## [Your goal]
Output all of the entries below precisely as written.

## [Supplied records]
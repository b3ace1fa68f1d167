//! 종목 동기화를 위한 도메인 모델.

mod dataset;
mod dto;
mod industry;
mod market;
mod price;
mod stock;

pub use dataset::*;
pub use dto::*;
pub use industry::*;
pub use market::*;
pub use price::*;
pub use stock::*;
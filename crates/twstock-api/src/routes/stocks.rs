//! 종목 검색 endpoint.
//!
//! - `GET /api/v1/stocks/search?q={text}` - 약칭/정식 명칭 부분 일치 검색

use axum::{
    extract::{Query, State},
    routing::get,
    Json, Router,
};
use serde::Deserialize;
use std::sync::Arc;
use twstock_core::StockDto;
use validator::Validate;

use crate::error::{db_error, validation_error, ApiResult};
use crate::state::AppState;

/// 검색 쿼리.
#[derive(Debug, Deserialize, Validate)]
pub struct SearchQuery {
    /// 검색어
    #[serde(default)]
    #[validate(length(min = 1, max = 50, message = "검색어는 1-50자여야 합니다"))]
    pub q: String,
}

/// 종목 검색.
///
/// GET /api/v1/stocks/search?q=水泥
pub async fn search_stocks(
    State(state): State<Arc<AppState>>,
    Query(query): Query<SearchQuery>,
) -> ApiResult<Json<Vec<StockDto>>> {
    query.validate().map_err(validation_error)?;

    let stocks = state.query.search(&query.q).await.map_err(db_error)?;
    Ok(Json(stocks))
}

/// 종목 라우터 생성.
pub fn stocks_router() -> Router<Arc<AppState>> {
    Router::new().route("/search", get(search_stocks))
}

## [Output]
repository b3ace1fa68f1d167
//! 종목 동기화를 위한 도메인 모델.

mod dataset;
mod dto;
mod industry;
mod market;
mod price;
mod stock;

pub use dataset::*;
pub use dto::*;
pub use industry::*;
pub use market::*;
pub use price::*;
pub use stock::*;
filename crates/twstock-api/src/routes/stocks.rs
//! 종목 검색 endpoint.
//!
//! - `GET /api/v1/stocks/search?q={text}` - 약칭/정식 명칭 부분 일치 검색

use axum::{
    extract::{Query, State},
    routing::get,
    Json, Router,
};
use serde::Deserialize;
use std::sync::Arc;
use twstock_core::StockDto;
use validator::Validate;

use crate::error::{db_error, validation_error, ApiResult};
use crate::state::AppState;

/// 검색 쿼리.
#[derive(Debug, Deserialize, Validate)]
pub struct SearchQuery {
    /// 검색어
    #[serde(default)]
    #[validate(length(min = 1, max = 50, message = "검색어는 1-50자여야 합니다"))]
    pub q: String,
}

/// 종목 검색.
///
/// GET /api/v1/stocks/search?q=水泥
pub async fn search_stocks(
    State(state): State<Arc<AppState>>,
    Query(query): Query<SearchQuery>,
) -> ApiResult<Json<Vec<StockDto>>> {
    query.validate().map_err(validation_error)?;

    let stocks = state.query.search(&query.q).await.map_err(db_error)?;
    Ok(Json(stocks))
}

/// 종목 라우터 생성.
pub fn stocks_router() -> Router<Arc<AppState>> {
    Router::new().route("/search", get(search_stocks))
}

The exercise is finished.